The Golden Boys is a romantic comedy, set on Cape Cod in 1905, about three 70-year-old retired sea captains who try to lure an attractive middle-aged woman into marriage.  Developed under the working title Chatham, the film is an adaptation of the Joseph Lincoln novel Cap’n Eri and was released by Roadside Attractions on April 17, 2009.

Plot
A romantic comedy, set on Cape Cod in 1905, about three 70-year-old retired sea captains who try to lure an attractive, middle-aged woman into marriage.

Cast
 David Carradine as Captain Zebulon "Zeb" Hedge
 Rip Torn as Captain Jeremiah "Jerry" Burgess
 Bruce Dern as Captain Perez Ryder
 Mariel Hemingway as Martha Snow
 Charles Durning as John Bartlett
 John Savage as Web Saunders
 Angelica Torn as Melissa Busteed
 Christy Scott Cashman as Elizabeth Preston
 Jason Alan Smith as Ralph Hazeltine
 Julie Harris as Melodeon player
 Roger Dillingham Jr. as Townsmen
 Lila Dupree as Pasha Norris
 Jonathan Edwards as Reverend Perly
 Donald Foley as Bluey Batchelder
 Joseph Guglielmo as US Life Saving Service (uncredited)
 Peter Jordan as Ezekial
 Lauri Kriva as Townsperson
 Stephen Russell as Luther Norris
 Mike Williams as Captain Clapp

Production
The film, adapted and directed by Daniel Adams, stars David Carradine, Rip Torn, Bruce Dern, Mariel Hemingway, Angelica Torn, Christy Scott Cashman, Charles Durning, Julie Harris (without dialog, as a melodeon player in one scene), Stephen Russell, and singer-songwriter Jonathan Edwards, who also scored the film.

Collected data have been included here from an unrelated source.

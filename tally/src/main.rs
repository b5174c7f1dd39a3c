//! # tally
//!
//! A CLI tool that prints a football league standings table from a list of
//! match results.
//!
//! ## Overview
//!
//! tally is built on top of tallylib. It reads `Home;Away;outcome` lines from
//! a file or stdin and prints the ranked table to stdout.
//!
//! ## Usage
//!
//! ```bash
//! # Tally a results file
//! tally results.txt
//!
//! # Read from stdin
//! cat results.txt | tally
//!
//! # Comma-separated input with % comments
//! tally results.csv --delimiter , --comment %
//!
//! # Output as JSON
//! tally results.txt --output json
//!
//! # Log pipeline stages to stderr
//! tally results.txt -v
//! ```

mod render;

use std::io::{self, Read, Write};
use std::process::ExitCode;

use anyhow::Context;
use clap::{value_parser, Arg, ArgAction, ArgMatches, Command};
use console::style;
use tallylib::ParseOptions;
use tracing::debug;
use tracing_subscriber::EnvFilter;

use render::{render_standings, OutputMode};

/// Build the clap Command structure
fn build_command() -> Command {
    Command::new("tally")
        .version(env!("CARGO_PKG_VERSION"))
        .about("Print a league standings table from match results")
        .arg(
            Arg::new("file")
                .help("Results file, one 'Home;Away;outcome' per line ('-' for stdin)")
                .default_value("-"),
        )
        .arg(
            Arg::new("delimiter")
                .short('d')
                .long("delimiter")
                .value_parser(value_parser!(char))
                .default_value(";")
                .help("Field separator within a record"),
        )
        .arg(
            Arg::new("comment")
                .short('c')
                .long("comment")
                .value_parser(value_parser!(char))
                .default_value("#")
                .help("Lines starting with this character are skipped"),
        )
        .arg(
            Arg::new("output")
                .short('o')
                .long("output")
                .value_parser(["table", "json"])
                .default_value("table")
                .help("Output format"),
        )
        .arg(
            Arg::new("verbose")
                .short('v')
                .long("verbose")
                .action(ArgAction::Count)
                .help("Log pipeline stages to stderr (-v debug, -vv trace)"),
        )
}

/// Install the stderr log subscriber. RUST_LOG wins over -v.
fn init_logging(verbosity: u8) {
    let level = match verbosity {
        0 => "warn",
        1 => "debug",
        _ => "trace",
    };
    let filter = EnvFilter::try_from_default_env().unwrap_or_else(|_| EnvFilter::new(level));
    tracing_subscriber::fmt()
        .with_env_filter(filter)
        .with_writer(io::stderr)
        .init();
}

/// Build parse options from matches
fn parse_options(matches: &ArgMatches) -> ParseOptions {
    let mut options = ParseOptions::new();
    if let Some(&delimiter) = matches.get_one::<char>("delimiter") {
        options = options.delimiter(delimiter);
    }
    if let Some(&comment) = matches.get_one::<char>("comment") {
        options = options.comment(comment);
    }
    options
}

fn read_input(path: &str) -> anyhow::Result<String> {
    if path == "-" {
        let mut text = String::new();
        io::stdin()
            .read_to_string(&mut text)
            .context("failed to read stdin")?;
        Ok(text)
    } else {
        std::fs::read_to_string(path).with_context(|| format!("failed to read '{}'", path))
    }
}

fn run(matches: &ArgMatches) -> anyhow::Result<()> {
    let path = matches
        .get_one::<String>("file")
        .map(|s| s.as_str())
        .unwrap_or("-");
    let mode: OutputMode = matches
        .get_one::<String>("output")
        .map(|s| s.parse::<OutputMode>())
        .transpose()
        .map_err(anyhow::Error::msg)?
        .unwrap_or_default();
    let options = parse_options(matches);
    debug!(path, ?mode, ?options, "starting tally");

    let text = read_input(path)?;
    let standings = tallylib::standings(&text, &options)
        .with_context(|| format!("could not tally '{}'", path))?;
    let rendered = render_standings(&standings, mode)?;

    let mut stdout = io::stdout().lock();
    stdout.write_all(rendered.as_bytes())?;
    stdout.flush()?;
    Ok(())
}

fn main() -> ExitCode {
    let matches = build_command().get_matches();
    init_logging(matches.get_count("verbose"));

    match run(&matches) {
        Ok(()) => ExitCode::SUCCESS,
        Err(e) => {
            eprintln!("{} {:#}", style("Error:").for_stderr().red().bold(), e);
            ExitCode::FAILURE
        }
    }
}
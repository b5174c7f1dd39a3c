//! The league model: teams keyed by name, in first-seen order.

use std::collections::HashMap;

use tracing::trace;

use crate::source::MatchRecord;
use crate::Result;

use super::outcome::Outcome;
use super::stats::Team;

/// All teams seen during one tally run.
///
/// Teams keep the order in which they were first mentioned; the name index
/// makes find-or-create a map lookup.
#[derive(Debug, Clone, Default)]
pub struct League {
    teams: Vec<Team>,
    index: HashMap<String, usize>,
}

impl League {
    /// Create an empty league.
    pub fn new() -> Self {
        Self::default()
    }

    /// Append a team. Ignored if a team with the same name already exists.
    pub fn add_team(&mut self, team: Team) {
        if self.index.contains_key(&team.name) {
            return;
        }
        self.index.insert(team.name.clone(), self.teams.len());
        self.teams.push(team);
    }

    /// Return the team with this exact name, creating it if needed.
    pub fn find_or_create_team(&mut self, name: &str) -> &mut Team {
        let idx = match self.index.get(name).copied() {
            Some(idx) => idx,
            None => {
                self.add_team(Team::new(name));
                self.teams.len() - 1
            }
        };
        &mut self.teams[idx]
    }

    /// Record a match with a typed outcome for `home`.
    pub fn apply(&mut self, home: &str, away: &str, outcome: Outcome) {
        let (home_delta, away_delta) = outcome.deltas();
        self.find_or_create_team(home).stats += home_delta;
        self.find_or_create_team(away).stats += away_delta;
    }

    /// Record a match whose outcome is still a raw token.
    ///
    /// The outcome is validated before either team is created, so an invalid
    /// token leaves the league unchanged.
    pub fn apply_outcome(&mut self, home: &str, away: &str, outcome: &str) -> Result<()> {
        let outcome: Outcome = outcome.parse()?;
        self.apply(home, away, outcome);
        Ok(())
    }

    /// Apply one parsed record, tagging errors with its line number.
    pub fn ingest(&mut self, record: &MatchRecord) -> Result<()> {
        trace!(
            line = record.line,
            home = %record.home,
            away = %record.away,
            outcome = %record.outcome,
            "ingesting record"
        );
        self.apply_outcome(&record.home, &record.away, &record.outcome)
            .map_err(|e| e.at_line(record.line))
    }

    /// Teams in first-seen order.
    pub fn teams(&self) -> &[Team] {
        &self.teams
    }

    pub fn get(&self, name: &str) -> Option<&Team> {
        self.index.get(name).map(|&idx| &self.teams[idx])
    }

    pub fn len(&self) -> usize {
        self.teams.len()
    }

    pub fn is_empty(&self) -> bool {
        self.teams.is_empty()
    }
}
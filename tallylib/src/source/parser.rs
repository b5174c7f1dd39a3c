//! Record parsing: split raw text into match records.
//!
//! Each meaningful line holds exactly three fields separated by the
//! configured delimiter:
//!
//! ```text
//! Allegoric Alaskians;Blithering Badgers;win
//! ```
//!
//! Comment lines and blank lines are skipped. Fields are kept verbatim (no
//! trimming) and the outcome is left as a string; validating it is the
//! league's job.

use serde::{Deserialize, Serialize};

use crate::error::TallyError;
use crate::options::ParseOptions;
use crate::Result;

/// One parsed line of input.
#[derive(Debug, Clone, PartialEq, Eq, Serialize, Deserialize)]
pub struct MatchRecord {
    /// 1-based line number in the source text
    pub line: usize,
    /// First-named team
    pub home: String,
    /// Second-named team
    pub away: String,
    /// Outcome for `home`, unvalidated
    pub outcome: String,
}

/// Parse all records using the default options.
pub fn parse_records(text: &str) -> Result<Vec<MatchRecord>> {
    parse_records_with(text, &ParseOptions::default())
}

/// Parse all records, stopping at the first malformed line.
pub fn parse_records_with(text: &str, options: &ParseOptions) -> Result<Vec<MatchRecord>> {
    text.lines()
        .enumerate()
        .filter_map(|(idx, line)| parse_line(idx + 1, line, options).transpose())
        .collect()
}

/// Parse a single line.
///
/// Returns `Ok(None)` for blank and comment lines.
pub fn parse_line(
    line_no: usize,
    line: &str,
    options: &ParseOptions,
) -> Result<Option<MatchRecord>> {
    let line = line.strip_suffix('\r').unwrap_or(line);
    if line.trim().is_empty() || line.starts_with(options.comment) {
        return Ok(None);
    }

    let fields: Vec<&str> = line.split(options.delimiter).collect();
    match fields.as_slice() {
        [home, away, outcome] => Ok(Some(MatchRecord {
            line: line_no,
            home: home.to_string(),
            away: away.to_string(),
            outcome: outcome.to_string(),
        })),
        _ => Err(TallyError::MalformedRecord {
            line: line_no,
            content: line.to_string(),
            fields: fields.len(),
        }),
    }
}
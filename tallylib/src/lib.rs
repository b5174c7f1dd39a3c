//! # tallylib
//!
//! A football league tally library: turns a list of match results into a
//! ranked standings table.
//!
//! ## Overview
//!
//! Input is one match per line, three fields separated by `;`:
//!
//! ```text
//! Allegoric Alaskians;Blithering Badgers;win
//! Devastating Donkeys;Courageous Californians;draw
//! ```
//!
//! The outcome (`win`, `draw` or `loss`) is from the first team's perspective.
//! Lines starting with `#` and blank lines are skipped.
//!
//! ## Pipeline
//!
//! - **source**: Split lines into `MatchRecord`s
//! - **data**: Fold records into per-team `TeamStats` inside a `League`
//! - **query**: Rank teams by points with a name tie-break
//! - **output**: Format the ranking as a `StandingsTable`
//!
//! A win is worth 3 points, a draw 1. Any malformed line or unknown outcome
//! aborts the whole tally; no partial table is written.
//!
//! ## Example
//!
//! ```rust
//! use tallylib::tally;
//!
//! let input = "Allegoric Alaskians;Blithering Badgers;win\n";
//! let mut out = Vec::new();
//! tally(input.as_bytes(), &mut out).unwrap();
//!
//! let table = String::from_utf8(out).unwrap();
//! assert_eq!(
//!     table,
//!     "Team                           | MP |  W |  D |  L |  P\n\
//!      Allegoric Alaskians            |  1 |  1 |  0 |  0 |  3\n\
//!      Blithering Badgers             |  1 |  0 |  0 |  1 |  0\n"
//! );
//! ```

pub mod data;
pub mod error;
pub mod options;
pub mod output;
mod pipeline;
pub mod query;
pub mod source;

pub use data::{League, Outcome, Team, TeamStats};
pub use error::TallyError;
pub use options::ParseOptions;
pub use output::{StandingsTable, TableRow};
pub use pipeline::{standings, tally, tally_with};
pub use query::{rank, Standings};
pub use source::{parse_records, MatchRecord};

/// Result type for tallylib operations
pub type Result<T> = std::result::Result<T, TallyError>;
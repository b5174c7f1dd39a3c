//! Table-ready data structures for standings output.
//!
//! `StandingsTable` is a presentation-ready structure that can be rendered to
//! text or serialized to JSON.
//!
//! The data flow is:
//! 1. League (accumulated team stats)
//! 2. Standings (ranked)
//! 3. StandingsTable (formatted strings for display)
//!
//! StandingsTable only formats; no ranking logic lives here. The rendered text
//! is byte-stable:
//!
//! ```text
//! Team                           | MP |  W |  D |  L |  P
//! Devastating Donkeys            |  3 |  2 |  1 |  0 |  7
//! ```

use std::fmt;
use std::io::Write;

use serde::{Deserialize, Serialize};

use crate::data::Team;
use crate::query::Standings;
use crate::Result;

/// Minimum width of the team name column
pub const MIN_NAME_WIDTH: usize = 31;

/// Width of each numeric column
pub const STAT_WIDTH: usize = 2;

/// Header cells: name column, then MP, W, D, L, P
pub const HEADERS: [&str; 6] = ["Team", "MP", "W", "D", "L", "P"];

/// A single table row.
#[derive(Debug, Clone, PartialEq, Eq, Serialize, Deserialize)]
pub struct TableRow {
    /// Team name
    pub label: String,
    /// MP, W, D, L, P as display strings
    pub values: Vec<String>,
}

/// Table-ready standings.
#[derive(Debug, Clone, PartialEq, Eq, Serialize, Deserialize)]
pub struct StandingsTable {
    /// Column headers: [name header, MP, W, D, L, P]
    pub headers: Vec<String>,
    /// One row per team, in standings order
    pub rows: Vec<TableRow>,
    /// Width of the name column in characters
    pub name_width: usize,
}

impl StandingsTable {
    /// Format ranked standings into display strings.
    pub fn from_standings(standings: &Standings) -> Self {
        let rows: Vec<TableRow> = standings.iter().map(team_row).collect();
        let name_width = rows
            .iter()
            .map(|r| r.label.chars().count())
            .max()
            .unwrap_or(0)
            .max(MIN_NAME_WIDTH);

        StandingsTable {
            headers: HEADERS.iter().map(|h| h.to_string()).collect(),
            rows,
            name_width,
        }
    }

    /// Write the rendered table.
    pub fn write_to<W: Write>(&self, out: &mut W) -> Result<()> {
        out.write_all(self.to_string().as_bytes())?;
        Ok(())
    }

    fn fmt_line(&self, f: &mut fmt::Formatter<'_>, label: &str, values: &[String]) -> fmt::Result {
        write!(f, "{:<width$}", label, width = self.name_width)?;
        let last = values.len().saturating_sub(1);
        for (i, value) in values.iter().enumerate() {
            write!(f, "| {:>width$}", value, width = STAT_WIDTH)?;
            if i < last {
                f.write_str(" ")?;
            }
        }
        writeln!(f)
    }
}

impl fmt::Display for StandingsTable {
    fn fmt(&self, f: &mut fmt::Formatter<'_>) -> fmt::Result {
        if let Some((label, values)) = self.headers.split_first() {
            self.fmt_line(f, label, values)?;
        }
        for row in &self.rows {
            self.fmt_line(f, &row.label, &row.values)?;
        }
        Ok(())
    }
}

fn team_row(team: &Team) -> TableRow {
    let s = &team.stats;
    TableRow {
        label: team.name.clone(),
        values: [s.played, s.wins, s.draws, s.losses, s.points]
            .iter()
            .map(|v| v.to_string())
            .collect(),
    }
}
//! Core data structures for team statistics.
//!
//! A team's record in the league is a flat set of counters:
//!
//! - **played**: matches played
//! - **wins**, **draws**, **losses**: results from the team's perspective
//! - **points**: 3 per win, 1 per draw
//!
//! Scoring produces `TeamStats` deltas, which are folded into a team's running
//! totals with `+=`.

use serde::{Deserialize, Serialize};
use std::ops::{Add, AddAssign};

/// Points awarded for a win
pub const POINTS_PER_WIN: u32 = 3;

/// Points awarded for a draw
pub const POINTS_PER_DRAW: u32 = 1;

/// Match record counters for a single team.
///
/// Used both as a running total and as the delta produced by one match.
#[derive(Debug, Clone, Copy, Default, PartialEq, Eq, Serialize, Deserialize)]
pub struct TeamStats {
    /// Matches played (MP)
    pub played: u32,
    /// Matches won (W)
    pub wins: u32,
    /// Matches drawn (D)
    pub draws: u32,
    /// Matches lost (L)
    pub losses: u32,
    /// Points (P)
    pub points: u32,
}

impl TeamStats {
    /// Create a new TeamStats with all zeros.
    pub fn new() -> Self {
        Self::default()
    }

    /// Check that played and points agree with the win/draw/loss counts.
    pub fn is_consistent(&self) -> bool {
        self.played == self.wins + self.draws + self.losses
            && self.points == POINTS_PER_WIN * self.wins + POINTS_PER_DRAW * self.draws
    }
}

impl Add for TeamStats {
    type Output = Self;

    fn add(self, other: Self) -> Self {
        Self {
            played: self.played + other.played,
            wins: self.wins + other.wins,
            draws: self.draws + other.draws,
            losses: self.losses + other.losses,
            points: self.points + other.points,
        }
    }
}

impl AddAssign for TeamStats {
    fn add_assign(&mut self, other: Self) {
        self.played += other.played;
        self.wins += other.wins;
        self.draws += other.draws;
        self.losses += other.losses;
        self.points += other.points;
    }
}

/// A team and its accumulated record.
#[derive(Debug, Clone, PartialEq, Eq, Serialize, Deserialize)]
pub struct Team {
    /// Team name, unique within a league
    pub name: String,
    /// Accumulated statistics
    #[serde(flatten)]
    pub stats: TeamStats,
}

impl Team {
    /// Create a team with no matches played
    pub fn new(name: impl Into<String>) -> Self {
        Self {
            name: name.into(),
            stats: TeamStats::new(),
        }
    }

    pub fn points(&self) -> u32 {
        self.stats.points
    }
}

#[cfg(test)]
mod tests {
    use super::*;

    fn stats(played: u32, wins: u32, draws: u32, losses: u32, points: u32) -> TeamStats {
        TeamStats {
            played,
            wins,
            draws,
            losses,
            points,
        }
    }

    #[test]
    fn test_new_is_zeroed() {
        let team = Team::new("Blithering Badgers");
        assert_eq!(team.name, "Blithering Badgers");
        assert_eq!(team.stats, TeamStats::default());
        assert!(team.stats.is_consistent());
    }

    #[test]
    fn test_add_assign() {
        let mut total = stats(1, 1, 0, 0, 3);
        total += stats(1, 0, 1, 0, 1);
        assert_eq!(total, stats(2, 1, 1, 0, 4));
        assert!(total.is_consistent());
    }

    #[test]
    fn test_add() {
        let sum = stats(1, 0, 0, 1, 0) + stats(1, 1, 0, 0, 3);
        assert_eq!(sum, stats(2, 1, 0, 1, 3));
    }

    #[test]
    fn test_inconsistent_stats() {
        assert!(!stats(2, 1, 0, 0, 3).is_consistent());
        assert!(!stats(1, 1, 0, 0, 1).is_consistent());
    }

    #[test]
    fn test_team_serializes_flat() {
        let mut team = Team::new("A");
        team.stats = stats(1, 1, 0, 0, 3);
        let json = serde_json::to_value(&team).unwrap();
        assert_eq!(json["name"], "A");
        assert_eq!(json["played"], 1);
        assert_eq!(json["points"], 3);
    }
}
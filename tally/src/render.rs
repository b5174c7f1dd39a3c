//! Output rendering for the CLI

use std::str::FromStr;

use tallylib::{Standings, StandingsTable};

/// How standings are printed
#[derive(Debug, Clone, Copy, PartialEq, Eq, Default)]
pub enum OutputMode {
    /// Aligned text table
    #[default]
    Table,
    /// Pretty-printed JSON of the ranked teams
    Json,
}

impl FromStr for OutputMode {
    type Err = String;

    fn from_str(s: &str) -> Result<Self, Self::Err> {
        match s.to_lowercase().as_str() {
            "table" | "text" => Ok(OutputMode::Table),
            "json" => Ok(OutputMode::Json),
            _ => Err(format!("Unknown output mode: {}", s)),
        }
    }
}

/// Render standings to a string in the requested mode.
pub fn render_standings(
    standings: &Standings,
    mode: OutputMode,
) -> Result<String, serde_json::Error> {
    match mode {
        OutputMode::Table => Ok(StandingsTable::from_standings(standings).to_string()),
        OutputMode::Json => {
            let mut json = serde_json::to_string_pretty(standings)?;
            json.push('\n');
            Ok(json)
        }
    }
}

#[cfg(test)]
mod tests {
    use super::*;
    use tallylib::{League, Outcome};

    fn sample() -> Standings {
        let mut league = League::new();
        league.apply("Home", "Away", Outcome::Win);
        tallylib::rank(&league)
    }

    #[test]
    fn test_parse_output_mode() {
        assert_eq!("table".parse::<OutputMode>().unwrap(), OutputMode::Table);
        assert_eq!("JSON".parse::<OutputMode>().unwrap(), OutputMode::Json);
        assert!("csv".parse::<OutputMode>().is_err());
    }

    #[test]
    fn test_render_table() {
        let out = render_standings(&sample(), OutputMode::Table).unwrap();
        assert!(out.starts_with("Team "));
        assert!(out.ends_with('\n'));
        assert_eq!(out.lines().count(), 3);
    }

    #[test]
    fn test_render_json() {
        let out = render_standings(&sample(), OutputMode::Json).unwrap();
        let parsed: serde_json::Value = serde_json::from_str(&out).unwrap();
        assert_eq!(parsed["teams"][0]["name"], "Home");
        assert_eq!(parsed["teams"][0]["points"], 3);
        assert_eq!(parsed["teams"][1]["losses"], 1);
    }
}
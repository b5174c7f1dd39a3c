//! Source parsing: turn raw input text into match records.
//!
//! This module handles the first stage of the pipeline - splitting delimited
//! lines into `(home, away, outcome)` triples. It provides:
//!
//! - **MatchRecord**: One parsed line with its source line number
//! - **Parsing**: `parse_records`, `parse_records_with`, `parse_line`
//!
//! ## Example
//!
//! ```rust
//! use tallylib::source::parse_records;
//!
//! let records = parse_records("# opener\nA;B;win\n").unwrap();
//! assert_eq!(records.len(), 1);
//! assert_eq!(records[0].line, 2);
//! ```

pub mod parser;

pub use parser::{parse_line, parse_records, parse_records_with, MatchRecord};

Two of Norman Mailer's sons are attached to the film: Michael Mailer is one of the producers, and his younger brother Stephen Mailer plays one of two local ne'er-do-wells, along with actor Donald Foley.

The original cast was to have included Martin Landau, Burt Reynolds, Dennis Hopper, Anne Archer, and Peter Boyle, according to Adams.

According to the Boston Herald, filming was done on location in Osterville, Massachusetts in March 2007. Other locations included West Barnstable, Chatham, Provincetown, Yarmouthport, Orleans, and Hyannis, Massachusetts.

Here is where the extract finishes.